#### [PROBLEM]
Please copy every line from the following entries in which the word "DbStore" appears.

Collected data
* * * *
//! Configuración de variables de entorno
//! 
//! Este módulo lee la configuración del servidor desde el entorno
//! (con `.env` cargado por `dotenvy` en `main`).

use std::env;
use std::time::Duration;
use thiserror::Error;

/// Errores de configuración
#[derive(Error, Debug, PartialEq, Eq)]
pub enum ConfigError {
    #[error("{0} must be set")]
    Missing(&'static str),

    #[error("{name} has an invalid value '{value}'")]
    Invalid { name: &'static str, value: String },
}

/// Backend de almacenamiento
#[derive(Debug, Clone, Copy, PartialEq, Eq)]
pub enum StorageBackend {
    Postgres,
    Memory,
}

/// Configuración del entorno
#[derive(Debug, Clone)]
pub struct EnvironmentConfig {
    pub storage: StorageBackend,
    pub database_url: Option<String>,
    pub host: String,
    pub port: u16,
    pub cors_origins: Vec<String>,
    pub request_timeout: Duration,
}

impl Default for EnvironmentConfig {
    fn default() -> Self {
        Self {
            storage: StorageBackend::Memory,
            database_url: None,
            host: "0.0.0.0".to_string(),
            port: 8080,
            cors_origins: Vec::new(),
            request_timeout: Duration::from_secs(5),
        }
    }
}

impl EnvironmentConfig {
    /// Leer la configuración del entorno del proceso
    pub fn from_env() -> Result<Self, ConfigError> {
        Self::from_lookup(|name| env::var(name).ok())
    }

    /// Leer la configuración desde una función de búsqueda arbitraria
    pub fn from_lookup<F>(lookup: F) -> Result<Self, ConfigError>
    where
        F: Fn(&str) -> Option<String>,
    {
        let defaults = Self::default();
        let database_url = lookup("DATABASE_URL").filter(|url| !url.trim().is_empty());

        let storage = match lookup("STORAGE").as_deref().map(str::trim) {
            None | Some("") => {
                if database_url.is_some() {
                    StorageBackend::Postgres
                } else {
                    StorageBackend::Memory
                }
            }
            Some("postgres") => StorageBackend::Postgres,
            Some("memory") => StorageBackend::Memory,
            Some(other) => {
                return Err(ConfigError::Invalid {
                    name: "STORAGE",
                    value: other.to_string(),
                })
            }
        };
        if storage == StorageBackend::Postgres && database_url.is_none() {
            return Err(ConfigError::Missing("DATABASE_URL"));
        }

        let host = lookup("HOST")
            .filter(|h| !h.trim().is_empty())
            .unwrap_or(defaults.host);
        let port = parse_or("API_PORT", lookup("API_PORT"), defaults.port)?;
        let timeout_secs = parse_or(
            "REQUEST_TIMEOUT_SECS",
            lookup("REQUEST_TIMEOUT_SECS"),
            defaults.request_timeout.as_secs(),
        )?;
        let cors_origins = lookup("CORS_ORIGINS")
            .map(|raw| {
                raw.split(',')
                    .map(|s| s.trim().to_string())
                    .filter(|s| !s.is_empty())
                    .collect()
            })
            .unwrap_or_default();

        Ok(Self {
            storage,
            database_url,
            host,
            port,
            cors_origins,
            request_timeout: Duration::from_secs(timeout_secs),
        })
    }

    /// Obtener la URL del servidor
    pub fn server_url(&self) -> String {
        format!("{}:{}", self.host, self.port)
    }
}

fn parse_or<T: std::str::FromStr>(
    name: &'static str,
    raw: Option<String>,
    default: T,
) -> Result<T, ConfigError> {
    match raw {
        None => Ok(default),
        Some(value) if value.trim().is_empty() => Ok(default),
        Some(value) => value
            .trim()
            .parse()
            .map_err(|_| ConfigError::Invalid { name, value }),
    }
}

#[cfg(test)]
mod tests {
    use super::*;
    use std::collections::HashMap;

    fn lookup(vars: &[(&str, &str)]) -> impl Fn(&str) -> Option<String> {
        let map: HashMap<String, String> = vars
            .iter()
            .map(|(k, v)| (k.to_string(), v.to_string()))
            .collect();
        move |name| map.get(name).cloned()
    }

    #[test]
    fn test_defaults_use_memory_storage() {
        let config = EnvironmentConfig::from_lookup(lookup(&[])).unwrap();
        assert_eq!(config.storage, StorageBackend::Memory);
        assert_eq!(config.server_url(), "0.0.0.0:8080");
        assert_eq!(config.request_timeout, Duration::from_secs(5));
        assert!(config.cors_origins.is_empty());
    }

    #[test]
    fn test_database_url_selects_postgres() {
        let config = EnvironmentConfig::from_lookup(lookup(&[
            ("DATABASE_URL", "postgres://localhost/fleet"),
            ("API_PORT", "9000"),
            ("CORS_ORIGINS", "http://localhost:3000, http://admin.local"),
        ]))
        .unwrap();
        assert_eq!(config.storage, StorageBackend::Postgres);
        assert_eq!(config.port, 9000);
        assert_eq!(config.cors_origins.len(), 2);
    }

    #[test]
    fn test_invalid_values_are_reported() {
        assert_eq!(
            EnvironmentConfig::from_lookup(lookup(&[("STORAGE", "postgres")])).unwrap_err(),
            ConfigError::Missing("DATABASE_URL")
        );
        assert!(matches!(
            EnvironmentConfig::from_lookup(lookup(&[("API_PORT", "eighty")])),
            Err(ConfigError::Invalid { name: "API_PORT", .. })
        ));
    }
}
* * * *
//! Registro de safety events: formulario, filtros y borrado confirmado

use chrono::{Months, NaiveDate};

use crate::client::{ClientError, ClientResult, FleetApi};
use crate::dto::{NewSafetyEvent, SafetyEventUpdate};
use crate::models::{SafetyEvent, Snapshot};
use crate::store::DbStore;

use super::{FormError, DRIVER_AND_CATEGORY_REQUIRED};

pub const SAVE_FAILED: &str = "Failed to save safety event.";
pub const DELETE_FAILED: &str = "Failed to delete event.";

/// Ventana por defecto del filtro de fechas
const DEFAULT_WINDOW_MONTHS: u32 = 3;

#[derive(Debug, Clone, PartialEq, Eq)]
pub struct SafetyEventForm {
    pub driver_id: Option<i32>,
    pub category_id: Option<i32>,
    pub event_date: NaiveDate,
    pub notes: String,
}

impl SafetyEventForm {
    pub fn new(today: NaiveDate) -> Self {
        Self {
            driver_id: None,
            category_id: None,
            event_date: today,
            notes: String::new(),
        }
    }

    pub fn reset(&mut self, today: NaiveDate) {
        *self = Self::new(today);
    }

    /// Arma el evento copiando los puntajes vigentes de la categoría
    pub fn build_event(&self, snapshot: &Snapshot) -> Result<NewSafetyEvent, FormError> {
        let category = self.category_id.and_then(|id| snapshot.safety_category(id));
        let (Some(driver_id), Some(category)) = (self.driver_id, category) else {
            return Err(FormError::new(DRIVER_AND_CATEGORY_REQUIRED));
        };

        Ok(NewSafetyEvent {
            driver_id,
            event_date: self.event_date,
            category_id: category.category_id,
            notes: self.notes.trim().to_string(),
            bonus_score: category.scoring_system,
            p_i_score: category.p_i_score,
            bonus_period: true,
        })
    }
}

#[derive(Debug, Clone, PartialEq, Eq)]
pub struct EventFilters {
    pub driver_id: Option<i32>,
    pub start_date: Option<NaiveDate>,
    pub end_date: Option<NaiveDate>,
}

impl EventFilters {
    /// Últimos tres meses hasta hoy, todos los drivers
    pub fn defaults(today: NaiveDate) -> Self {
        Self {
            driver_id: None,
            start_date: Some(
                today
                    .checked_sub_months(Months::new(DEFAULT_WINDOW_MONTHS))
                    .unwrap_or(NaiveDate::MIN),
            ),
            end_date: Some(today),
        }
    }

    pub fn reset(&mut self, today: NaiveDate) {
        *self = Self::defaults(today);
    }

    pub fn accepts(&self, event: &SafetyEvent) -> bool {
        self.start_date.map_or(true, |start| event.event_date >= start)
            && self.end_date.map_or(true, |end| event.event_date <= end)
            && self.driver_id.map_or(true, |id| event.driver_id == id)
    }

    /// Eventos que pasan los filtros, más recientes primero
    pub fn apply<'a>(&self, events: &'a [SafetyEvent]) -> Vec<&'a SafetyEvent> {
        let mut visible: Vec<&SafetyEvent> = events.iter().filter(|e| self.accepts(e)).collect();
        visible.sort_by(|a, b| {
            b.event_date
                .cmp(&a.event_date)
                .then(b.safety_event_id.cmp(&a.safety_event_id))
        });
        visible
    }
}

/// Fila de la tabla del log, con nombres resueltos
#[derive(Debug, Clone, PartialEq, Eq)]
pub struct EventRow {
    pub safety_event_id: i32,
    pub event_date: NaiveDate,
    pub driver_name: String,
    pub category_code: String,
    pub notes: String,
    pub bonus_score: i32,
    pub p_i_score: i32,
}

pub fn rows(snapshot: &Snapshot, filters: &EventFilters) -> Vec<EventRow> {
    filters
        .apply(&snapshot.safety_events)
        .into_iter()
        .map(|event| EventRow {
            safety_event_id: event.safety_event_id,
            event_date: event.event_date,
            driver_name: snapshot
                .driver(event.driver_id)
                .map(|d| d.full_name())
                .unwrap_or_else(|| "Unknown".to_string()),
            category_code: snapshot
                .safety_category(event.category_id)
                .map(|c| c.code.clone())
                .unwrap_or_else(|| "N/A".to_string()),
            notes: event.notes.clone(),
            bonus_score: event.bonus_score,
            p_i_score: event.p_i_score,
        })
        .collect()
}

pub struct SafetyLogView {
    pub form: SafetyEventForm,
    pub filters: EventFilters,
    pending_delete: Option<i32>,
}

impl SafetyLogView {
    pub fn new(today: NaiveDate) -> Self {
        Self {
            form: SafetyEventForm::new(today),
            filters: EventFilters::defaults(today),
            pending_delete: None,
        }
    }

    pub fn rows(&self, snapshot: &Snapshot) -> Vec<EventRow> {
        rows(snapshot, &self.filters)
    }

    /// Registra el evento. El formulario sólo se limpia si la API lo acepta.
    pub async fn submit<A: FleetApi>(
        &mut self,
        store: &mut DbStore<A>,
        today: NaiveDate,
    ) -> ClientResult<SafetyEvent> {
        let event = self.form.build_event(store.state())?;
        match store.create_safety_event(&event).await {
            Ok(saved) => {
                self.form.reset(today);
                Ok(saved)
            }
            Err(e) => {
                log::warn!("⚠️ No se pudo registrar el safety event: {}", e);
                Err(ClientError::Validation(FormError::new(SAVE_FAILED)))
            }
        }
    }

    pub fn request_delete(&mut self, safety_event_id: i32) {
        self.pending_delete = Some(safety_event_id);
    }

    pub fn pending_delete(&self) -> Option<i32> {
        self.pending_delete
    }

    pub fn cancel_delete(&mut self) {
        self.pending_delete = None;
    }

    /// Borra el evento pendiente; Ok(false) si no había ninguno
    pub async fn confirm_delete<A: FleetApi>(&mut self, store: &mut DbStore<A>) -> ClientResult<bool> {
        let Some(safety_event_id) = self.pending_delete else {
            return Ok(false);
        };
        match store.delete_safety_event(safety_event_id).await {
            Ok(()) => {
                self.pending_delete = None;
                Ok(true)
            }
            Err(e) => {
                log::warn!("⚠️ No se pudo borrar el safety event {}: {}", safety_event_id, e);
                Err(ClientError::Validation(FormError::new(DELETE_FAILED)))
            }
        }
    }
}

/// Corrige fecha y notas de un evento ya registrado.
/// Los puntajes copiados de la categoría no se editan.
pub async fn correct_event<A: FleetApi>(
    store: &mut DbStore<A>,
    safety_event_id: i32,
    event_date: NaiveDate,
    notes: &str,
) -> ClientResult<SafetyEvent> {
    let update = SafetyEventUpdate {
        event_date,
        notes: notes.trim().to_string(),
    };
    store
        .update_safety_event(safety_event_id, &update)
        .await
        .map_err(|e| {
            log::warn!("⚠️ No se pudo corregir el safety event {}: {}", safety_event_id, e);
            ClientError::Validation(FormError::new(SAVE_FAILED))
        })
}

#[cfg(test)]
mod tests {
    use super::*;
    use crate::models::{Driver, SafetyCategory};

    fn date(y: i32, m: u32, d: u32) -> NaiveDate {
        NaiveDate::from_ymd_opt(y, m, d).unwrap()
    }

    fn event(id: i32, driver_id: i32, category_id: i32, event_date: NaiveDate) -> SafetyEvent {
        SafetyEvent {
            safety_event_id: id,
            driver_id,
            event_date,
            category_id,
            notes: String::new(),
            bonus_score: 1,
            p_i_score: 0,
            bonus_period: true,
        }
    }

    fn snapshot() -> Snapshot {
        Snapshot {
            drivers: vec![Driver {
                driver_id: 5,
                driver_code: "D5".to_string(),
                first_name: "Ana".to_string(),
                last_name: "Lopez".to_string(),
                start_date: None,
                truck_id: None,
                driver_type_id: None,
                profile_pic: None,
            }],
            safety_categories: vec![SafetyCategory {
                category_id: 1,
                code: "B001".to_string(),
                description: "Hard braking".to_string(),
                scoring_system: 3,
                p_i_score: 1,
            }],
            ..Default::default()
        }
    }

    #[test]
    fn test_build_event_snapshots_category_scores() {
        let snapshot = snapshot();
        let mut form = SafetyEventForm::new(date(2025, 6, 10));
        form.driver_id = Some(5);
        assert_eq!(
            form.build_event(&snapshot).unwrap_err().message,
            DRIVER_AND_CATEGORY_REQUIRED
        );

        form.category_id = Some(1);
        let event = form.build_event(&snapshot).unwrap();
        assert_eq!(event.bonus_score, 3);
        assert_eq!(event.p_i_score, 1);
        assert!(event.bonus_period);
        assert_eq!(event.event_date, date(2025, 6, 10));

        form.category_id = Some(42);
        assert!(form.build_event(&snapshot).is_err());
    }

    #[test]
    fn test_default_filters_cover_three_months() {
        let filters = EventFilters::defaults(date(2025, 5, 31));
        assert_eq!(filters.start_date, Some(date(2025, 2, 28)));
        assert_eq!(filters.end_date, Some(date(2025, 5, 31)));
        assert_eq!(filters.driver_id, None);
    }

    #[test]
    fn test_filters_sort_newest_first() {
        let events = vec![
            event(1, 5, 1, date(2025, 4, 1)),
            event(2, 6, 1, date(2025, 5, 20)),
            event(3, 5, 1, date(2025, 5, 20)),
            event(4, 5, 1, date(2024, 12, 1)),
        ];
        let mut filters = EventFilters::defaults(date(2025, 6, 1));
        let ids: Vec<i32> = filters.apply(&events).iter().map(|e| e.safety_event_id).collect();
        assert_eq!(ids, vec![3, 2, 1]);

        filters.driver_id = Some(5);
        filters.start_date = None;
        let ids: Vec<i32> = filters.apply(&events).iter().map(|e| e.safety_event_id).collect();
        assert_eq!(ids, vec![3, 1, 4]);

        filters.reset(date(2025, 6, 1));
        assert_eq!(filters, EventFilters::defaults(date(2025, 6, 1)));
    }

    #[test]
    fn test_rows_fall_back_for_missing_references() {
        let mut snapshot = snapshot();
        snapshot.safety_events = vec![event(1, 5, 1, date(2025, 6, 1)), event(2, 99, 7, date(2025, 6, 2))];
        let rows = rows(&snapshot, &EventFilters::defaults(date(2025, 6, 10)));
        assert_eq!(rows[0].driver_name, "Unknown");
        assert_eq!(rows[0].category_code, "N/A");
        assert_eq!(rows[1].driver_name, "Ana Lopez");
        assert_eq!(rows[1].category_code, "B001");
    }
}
* * * *
#### [RESPONSE AREA]
use crate::store::DbStore;
        store: &mut DbStore<A>,
    pub async fn confirm_delete<A: FleetApi>(&mut self, store: &mut DbStore<A>) -> ClientResult<bool> {
    store: &mut DbStore<A>,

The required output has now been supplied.